• _Task input_:
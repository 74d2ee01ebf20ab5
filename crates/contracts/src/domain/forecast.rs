use serde::{Deserialize, Serialize};

/// One month of historical sales for the forecast chart.
#[derive(Debug, Clone, PartialEq, Serialize, Deserialize)]
pub struct HistoryPoint {
    pub date: String,
    pub sales: i64,
}

#[derive(Debug, Clone, PartialEq, Serialize, Deserialize)]
pub struct ForecastPoint {
    pub date: String,
    pub predicted_quantity: i64,
    pub predicted_revenue: f64,
}

/// Response shape of the external sales-forecast service. The proxy relays
/// bodies verbatim, so every field here mirrors that service's contract;
/// `current_stock` is optional because the service may omit it.
#[derive(Debug, Clone, PartialEq, Serialize, Deserialize)]
pub struct ForecastResponse {
    pub product_id: String,
    pub current_price: f64,
    #[serde(default, skip_serializing_if = "Option::is_none")]
    pub current_stock: Option<u32>,
    pub history_graph: Vec<HistoryPoint>,
    pub prediction: ForecastPoint,
}
use contracts::domain::category::Category;

/// Categories are static catalog data; there is no mutable store behind
/// them.
pub fn list_all() -> Vec<Category> {
    storefront::fixtures::categories::all()
}

pub fn get_by_id(id: &str) -> Option<Category> {
    storefront::fixtures::categories::by_id(id)
}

• _Your goal_:
Every line of the material is to be set down again verbatim.

• _Response for this exercise_:
repository 74d2ee01ebf20ab5
filename crates/contracts/src/domain/forecast.rs
use serde::{Deserialize, Serialize};

/// One month of historical sales for the forecast chart.
#[derive(Debug, Clone, PartialEq, Serialize, Deserialize)]
pub struct HistoryPoint {
    pub date: String,
    pub sales: i64,
}

#[derive(Debug, Clone, PartialEq, Serialize, Deserialize)]
pub struct ForecastPoint {
    pub date: String,
    pub predicted_quantity: i64,
    pub predicted_revenue: f64,
}

/// Response shape of the external sales-forecast service. The proxy relays
/// bodies verbatim, so every field here mirrors that service's contract;
/// `current_stock` is optional because the service may omit it.
#[derive(Debug, Clone, PartialEq, Serialize, Deserialize)]
pub struct ForecastResponse {
    pub product_id: String,
    pub current_price: f64,
    #[serde(default, skip_serializing_if = "Option::is_none")]
    pub current_stock: Option<u32>,
    pub history_graph: Vec<HistoryPoint>,
    pub prediction: ForecastPoint,
}
use contracts::domain::category::Category;

/// Categories are static catalog data; there is no mutable store behind
/// them.
pub fn list_all() -> Vec<Category> {
    storefront::fixtures::categories::all()
}

pub fn get_by_id(id: &str) -> Option<Category> {
    storefront::fixtures::categories::by_id(id)
}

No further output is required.